WORK ORDER
Output every line from the beginning of the records through the line that contains "pub struct LoadDistribution", exactly as it appears.
━━━━━ TASK INPUTS
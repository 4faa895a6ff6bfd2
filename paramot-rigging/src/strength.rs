//! Line strength assessment
//!
//! Covers the three strength concerns of a line check:
//! - how much of the suspended weight each row carries (load distribution)
//! - which material family a line belongs to, which decides how it ages and
//!   whether testing it is mandatory
//! - grading destructive break tests and sizing non-destructive load tests
//!
//! Load shares are a fixed, auditable table per row count rather than a
//! flight-shape simulation.

use crate::types::Side;
use crate::{Error, Result};
use serde::{Deserialize, Serialize};
use std::collections::HashSet;

/// Below this share of new strength a line needs a recheck
pub const WARNING_FRACTION: f64 = 0.20;

/// Below this share of new strength a line is rejected
pub const REJECT_FRACTION: f64 = 0.10;

/// Load factor applied in non-destructive testing
pub const NON_DESTRUCTIVE_G_FACTOR: f64 = 8.0;

/// Highest cascade level whose aramid / dyneema-vectran lines must be tested
pub const MANDATORY_MAX_CASCADE: u32 = 2;

/// Percentage of suspended weight per row, keyed by number of rows
const LOAD_TABLES: &[(u32, &[(&str, f64)])] = &[
    (2, &[("A", 65.0), ("B", 35.0)]),
    (3, &[("A", 50.0), ("B", 40.0), ("C", 10.0)]),
    (4, &[("A", 40.0), ("B", 35.0), ("C", 20.0), ("D", 5.0)]),
];

fn load_table(num_rows: u32) -> Option<&'static [(&'static str, f64)]> {
    LOAD_TABLES
        .iter()
        .find(|(rows, _)| *rows == num_rows)
        .map(|(_, table)| *table)
}

/// Share of the suspended weight carried by one row
#[derive(Debug, Clone, PartialEq, Serialize, Deserialize)]
#[serde(rename_all = "camelCase")]
pub struct LoadDistribution {
    pub row: String,
    pub percentage: f64,
    pub load_kg: f64,
}

/// Load per row for a wing with `num_rows` load-bearing rows
///
/// Supports 2 to 4 rows; any other count yields an empty list. Stabilo and
/// brake lines are not part of the distribution.
pub fn calculate_load_distribution(num_rows: u32, max_weight_kg: f64) -> Vec<LoadDistribution> {
    let Some(table) = load_table(num_rows) else {
        return Vec::new();
    };

    table
        .iter()
        .map(|(row, pct)| LoadDistribution {
            row: row.to_string(),
            percentage: *pct,
            load_kg: max_weight_kg * pct / 100.0,
        })
        .collect()
}

/// Coarse line material family
#[derive(Debug, Clone, Copy, PartialEq, Eq, Hash, Serialize, Deserialize)]
#[serde(rename_all = "snake_case")]
pub enum LineMaterialFamily {
    /// Aramid core (Kevlar, Technora, Twaron)
    Aramid,
    /// HMPE / LCP core (Dyneema, Vectran)
    DyneemaVectran,
    Polyester,
    Unknown,
}

impl LineMaterialFamily {
    pub fn display_name(&self) -> &'static str {
        match self {
            LineMaterialFamily::Aramid => "Aramid",
            LineMaterialFamily::DyneemaVectran => "Dyneema / Vectran",
            LineMaterialFamily::Polyester => "Polyester",
            LineMaterialFamily::Unknown => "Unknown",
        }
    }

    /// Families whose low-cascade lines must be tested on both sides
    pub fn requires_mandatory_testing(&self) -> bool {
        matches!(
            self,
            LineMaterialFamily::Aramid | LineMaterialFamily::DyneemaVectran
        )
    }
}

// Numeric entries are Edelrid product series: 8000 has a Technora core,
// 7850/7950/7343 are Dyneema
const DYNEEMA_VECTRAN_NAMES: &[&str] = &[
    "vectran", "dyneema", "sk99", "sk78", "sk75", "hmpe", "ppsl", "7850", "7950", "7343",
];
const ARAMID_NAMES: &[&str] = &["aramid", "kevlar", "technora", "twaron", "tsl", "8000"];
const POLYESTER_NAMES: &[&str] = &["polyester", "dacron", "pes"];

fn prefix_matches(name: &str) -> bool {
    name.len() > 4 || name.bytes().all(|b| b.is_ascii_digit())
}

/// Classify a line from its manufacturer brand and material reference
///
/// Matches whole words of `"<brand> <material_ref>"` against known fibre
/// and product names. Long names and numeric product series also match as
/// a word prefix (`8000U` is the 8000 series). Anything unrecognized is
/// `Unknown`.
pub fn classify_line_material(brand: &str, material_ref: &str) -> LineMaterialFamily {
    let combined = format!("{} {}", brand, material_ref).to_lowercase();
    let words: Vec<&str> = combined
        .split(|c: char| !c.is_ascii_alphanumeric())
        .filter(|w| !w.is_empty())
        .collect();

    let matches = |names: &[&str]| {
        words
            .iter()
            .any(|w| names.iter().any(|n| *w == *n || (prefix_matches(n) && w.starts_with(*n))))
    };

    if matches(DYNEEMA_VECTRAN_NAMES) {
        LineMaterialFamily::DyneemaVectran
    } else if matches(ARAMID_NAMES) {
        LineMaterialFamily::Aramid
    } else if matches(POLYESTER_NAMES) {
        LineMaterialFamily::Polyester
    } else {
        LineMaterialFamily::Unknown
    }
}

/// Advisory testing text for a material family
pub fn get_test_guidance(family: LineMaterialFamily) -> &'static str {
    match family {
        LineMaterialFamily::Aramid => {
            "Full-length test recommended. Aramid loses strength invisibly through internal \
             abrasion and UV exposure; a line can look intact and still fail."
        }
        LineMaterialFamily::DyneemaVectran => {
            "Recheck every 50h or 100 flights. Dyneema and Vectran keep their strength well but \
             creep under sustained load, so trim drifts before strength drops."
        }
        LineMaterialFamily::Polyester => {
            "Robust and slow to age. Test when visibly worn or after a major incident."
        }
        LineMaterialFamily::Unknown => {
            "Unknown material: test as per manufacturer recommendations."
        }
    }
}

/// Manufacturer line catalogue entry
#[derive(Debug, Clone, PartialEq, Serialize, Deserialize)]
#[serde(rename_all = "camelCase")]
pub struct LineMaterialSpec {
    pub line_id: String,
    #[serde(alias = "lineRow")]
    pub row: String,
    pub cascade_level: u32,
    #[serde(default)]
    pub brand: String,
    #[serde(default)]
    pub material_ref: String,
    #[serde(default, rename = "strengthNewDaN", alias = "strengthNew")]
    pub strength_new_dan: Option<f64>,
}

impl LineMaterialSpec {
    pub fn family(&self) -> LineMaterialFamily {
        classify_line_material(&self.brand, &self.material_ref)
    }
}

/// Warning and reject limits of one line
#[derive(Debug, Clone, PartialEq, Serialize, Deserialize)]
#[serde(rename_all = "camelCase")]
pub struct StrengthThreshold {
    pub line_id: String,
    pub row: String,
    pub cascade_level: u32,
    #[serde(rename = "strengthNewDaN")]
    pub strength_new_dan: f64,
    #[serde(rename = "warningThresholdDaN")]
    pub warning_threshold_dan: f64,
    #[serde(rename = "rejectThresholdDaN")]
    pub reject_threshold_dan: f64,
}

/// Thresholds for every catalogue entry with a known new strength
pub fn calculate_strength_thresholds(materials: &[LineMaterialSpec]) -> Vec<StrengthThreshold> {
    materials
        .iter()
        .filter_map(|m| {
            let strength_new = m.strength_new_dan?;
            Some(StrengthThreshold {
                line_id: m.line_id.clone(),
                row: m.row.clone(),
                cascade_level: m.cascade_level,
                strength_new_dan: strength_new,
                warning_threshold_dan: strength_new * WARNING_FRACTION,
                reject_threshold_dan: strength_new * REJECT_FRACTION,
            })
        })
        .collect()
}

/// Grade of a strength test, ordered by severity
#[derive(Debug, Clone, Copy, PartialEq, Eq, PartialOrd, Ord, Hash, Serialize, Deserialize)]
#[serde(rename_all = "snake_case")]
pub enum StrengthResult {
    Pass,
    Warning,
    #[serde(alias = "fail")]
    Reject,
}

/// Graded destructive test
#[derive(Debug, Clone, PartialEq, Serialize, Deserialize)]
#[serde(rename_all = "camelCase")]
pub struct DestructiveEvaluation {
    pub result: StrengthResult,
    pub percent_remaining: f64,
    pub detail: String,
}

/// Grade a break test against the line's new strength
///
/// `>= 20%` remaining passes, `10% ..< 20%` warns (recheck in 50h or
/// 100 flights), `< 10%` rejects. A non-positive or non-finite new
/// strength is a caller error.
pub fn evaluate_destructive_test(measured_dan: f64, new_dan: f64) -> Result<DestructiveEvaluation> {
    if !new_dan.is_finite() || new_dan <= 0.0 {
        return Err(Error::InvalidInput(format!(
            "new strength must be a positive number, got {}",
            new_dan
        )));
    }
    if !measured_dan.is_finite() {
        return Err(Error::InvalidInput(format!(
            "measured strength must be finite, got {}",
            measured_dan
        )));
    }

    let pct = measured_dan / new_dan * 100.0;
    let evaluation = if pct < REJECT_FRACTION * 100.0 {
        DestructiveEvaluation {
            result: StrengthResult::Reject,
            percent_remaining: pct,
            detail: format!("{:.0}% remaining, below 10% reject threshold", pct),
        }
    } else if pct < WARNING_FRACTION * 100.0 {
        DestructiveEvaluation {
            result: StrengthResult::Warning,
            percent_remaining: pct,
            detail: format!("{:.0}% remaining, recheck in 50h or 100 flights", pct),
        }
    } else {
        DestructiveEvaluation {
            result: StrengthResult::Pass,
            percent_remaining: pct,
            detail: format!("{:.0}% remaining, above 20% threshold", pct),
        }
    };
    Ok(evaluation)
}

/// Per-line proof load for a non-destructive test (daN)
///
/// `8 G × max weight × row share / lines in row + 20% of new strength`.
/// Rows missing from the load table fall back to an even share; an
/// unsupported row count or an empty row yields zero.
pub fn calculate_non_destructive_load(
    max_weight_kg: f64,
    num_rows: u32,
    strength_new_dan: f64,
    lines_in_row: u32,
    row: &str,
) -> f64 {
    let Some(table) = load_table(num_rows) else {
        return 0.0;
    };
    if lines_in_row == 0 {
        return 0.0;
    }

    let row_share = table
        .iter()
        .find(|(r, _)| *r == row)
        .map(|(_, pct)| pct / 100.0)
        .unwrap_or(1.0 / num_rows as f64);

    let per_line_load = max_weight_kg * NON_DESTRUCTIVE_G_FACTOR * row_share / lines_in_row as f64;
    per_line_load + strength_new_dan * WARNING_FRACTION
}

/// Proof load with a human-readable derivation
#[derive(Debug, Clone, PartialEq, Serialize, Deserialize)]
#[serde(rename_all = "camelCase")]
pub struct NonDestructiveBreakdown {
    /// Rounded to 0.1 daN
    #[serde(rename = "loadDaN")]
    pub load_dan: f64,
    pub breakdown: String,
}

pub fn non_destructive_breakdown(
    max_weight_kg: f64,
    num_rows: u32,
    strength_new_dan: f64,
    lines_in_row: u32,
    row: &str,
    side: Side,
) -> NonDestructiveBreakdown {
    if load_table(num_rows).is_none() {
        return NonDestructiveBreakdown {
            load_dan: 0.0,
            breakdown: "No load table".to_string(),
        };
    }

    let total = calculate_non_destructive_load(max_weight_kg, num_rows, strength_new_dan, lines_in_row, row);
    let margin = strength_new_dan * WARNING_FRACTION;
    NonDestructiveBreakdown {
        load_dan: (total * 10.0).round() / 10.0,
        breakdown: format!(
            "{} {}: test at {:.0} daN (8G × {:.1} daN per-line + 20% of {} daN)",
            row,
            side,
            total,
            total - margin,
            strength_new_dan
        ),
    }
}

/// Kind of strength test
#[derive(Debug, Clone, Copy, PartialEq, Eq, Hash, Serialize, Deserialize)]
#[serde(rename_all = "snake_case")]
pub enum StrengthTestType {
    NonDestructive,
    Destructive,
}

/// Recorded strength test
#[derive(Debug, Clone, PartialEq, Serialize, Deserialize)]
#[serde(rename_all = "camelCase")]
pub struct StrengthTestRecord {
    pub line_id: String,
    #[serde(alias = "lineRow")]
    pub row: String,
    pub cascade_level: u32,
    pub side: Side,
    pub test_type: StrengthTestType,
    #[serde(default, rename = "loadAppliedDaN")]
    pub load_applied_dan: Option<f64>,
    #[serde(default, rename = "measuredStrengthDaN")]
    pub measured_strength_dan: Option<f64>,
    #[serde(default)]
    pub percent_remaining: Option<f64>,
    pub result: StrengthResult,
}

/// Whether a catalogue line must be tested on both sides
pub fn is_mandatory(material: &LineMaterialSpec) -> bool {
    material.cascade_level <= MANDATORY_MAX_CASCADE && material.family().requires_mandatory_testing()
}

/// A mandatory line/side combination without a recorded test
#[derive(Debug, Clone, PartialEq, Eq, Serialize, Deserialize)]
#[serde(rename_all = "camelCase")]
pub struct MissingTest {
    pub line_id: String,
    pub row: String,
    pub cascade_level: u32,
    pub side: Side,
}

/// Mandatory line/side pairs not yet covered by any test
///
/// The strength step of a session is complete only when this is empty.
pub fn missing_mandatory_tests(
    materials: &[LineMaterialSpec],
    tests: &[StrengthTestRecord],
) -> Vec<MissingTest> {
    let tested: HashSet<(&str, Side)> = tests.iter().map(|t| (t.line_id.as_str(), t.side)).collect();

    materials
        .iter()
        .filter(|m| is_mandatory(m))
        .flat_map(|m| [Side::Left, Side::Right].into_iter().map(move |side| (m, side)))
        .filter(|(m, side)| !tested.contains(&(m.line_id.as_str(), *side)))
        .map(|(m, side)| MissingTest {
            line_id: m.line_id.clone(),
            row: m.row.clone(),
            cascade_level: m.cascade_level,
            side,
        })
        .collect()
}

/// Aggregate of all strength tests of a session
#[derive(Debug, Clone, PartialEq, Serialize, Deserialize)]
#[serde(rename_all = "camelCase")]
pub struct StrengthSummary {
    pub total_tests: usize,
    pub pass_count: usize,
    pub warning_count: usize,
    pub reject_count: usize,
    pub destructive_count: usize,
    /// Worst result, `None` when nothing was tested
    pub overall_result: Option<StrengthResult>,
    /// Lowest recorded remaining strength across destructive tests
    pub min_percent_remaining: Option<f64>,
}

pub fn summarize_strength_tests(tests: &[StrengthTestRecord]) -> StrengthSummary {
    let count = |r: StrengthResult| tests.iter().filter(|t| t.result == r).count();

    StrengthSummary {
        total_tests: tests.len(),
        pass_count: count(StrengthResult::Pass),
        warning_count: count(StrengthResult::Warning),
        reject_count: count(StrengthResult::Reject),
        destructive_count: tests
            .iter()
            .filter(|t| t.test_type == StrengthTestType::Destructive)
            .count(),
        overall_result: tests.iter().map(|t| t.result).max(),
        min_percent_remaining: tests
            .iter()
            .filter_map(|t| t.percent_remaining)
            .fold(None, |min: Option<f64>, p| Some(min.map_or(p, |m| m.min(p)))),
    }
}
━━━━━━━━━━
EXERCISE RESULT
repository 4faa895a6ff6bfd2
filename paramot-rigging/src/strength.rs
//! Line strength assessment
//!
//! Covers the three strength concerns of a line check:
//! - how much of the suspended weight each row carries (load distribution)
//! - which material family a line belongs to, which decides how it ages and
//!   whether testing it is mandatory
//! - grading destructive break tests and sizing non-destructive load tests
//!
//! Load shares are a fixed, auditable table per row count rather than a
//! flight-shape simulation.

use crate::types::Side;
use crate::{Error, Result};
use serde::{Deserialize, Serialize};
use std::collections::HashSet;

/// Below this share of new strength a line needs a recheck
pub const WARNING_FRACTION: f64 = 0.20;

/// Below this share of new strength a line is rejected
pub const REJECT_FRACTION: f64 = 0.10;

/// Load factor applied in non-destructive testing
pub const NON_DESTRUCTIVE_G_FACTOR: f64 = 8.0;

/// Highest cascade level whose aramid / dyneema-vectran lines must be tested
pub const MANDATORY_MAX_CASCADE: u32 = 2;

/// Percentage of suspended weight per row, keyed by number of rows
const LOAD_TABLES: &[(u32, &[(&str, f64)])] = &[
    (2, &[("A", 65.0), ("B", 35.0)]),
    (3, &[("A", 50.0), ("B", 40.0), ("C", 10.0)]),
    (4, &[("A", 40.0), ("B", 35.0), ("C", 20.0), ("D", 5.0)]),
];

fn load_table(num_rows: u32) -> Option<&'static [(&'static str, f64)]> {
    LOAD_TABLES
        .iter()
        .find(|(rows, _)| *rows == num_rows)
        .map(|(_, table)| *table)
}

/// Share of the suspended weight carried by one row
#[derive(Debug, Clone, PartialEq, Serialize, Deserialize)]
#[serde(rename_all = "camelCase")]
pub struct LoadDistribution {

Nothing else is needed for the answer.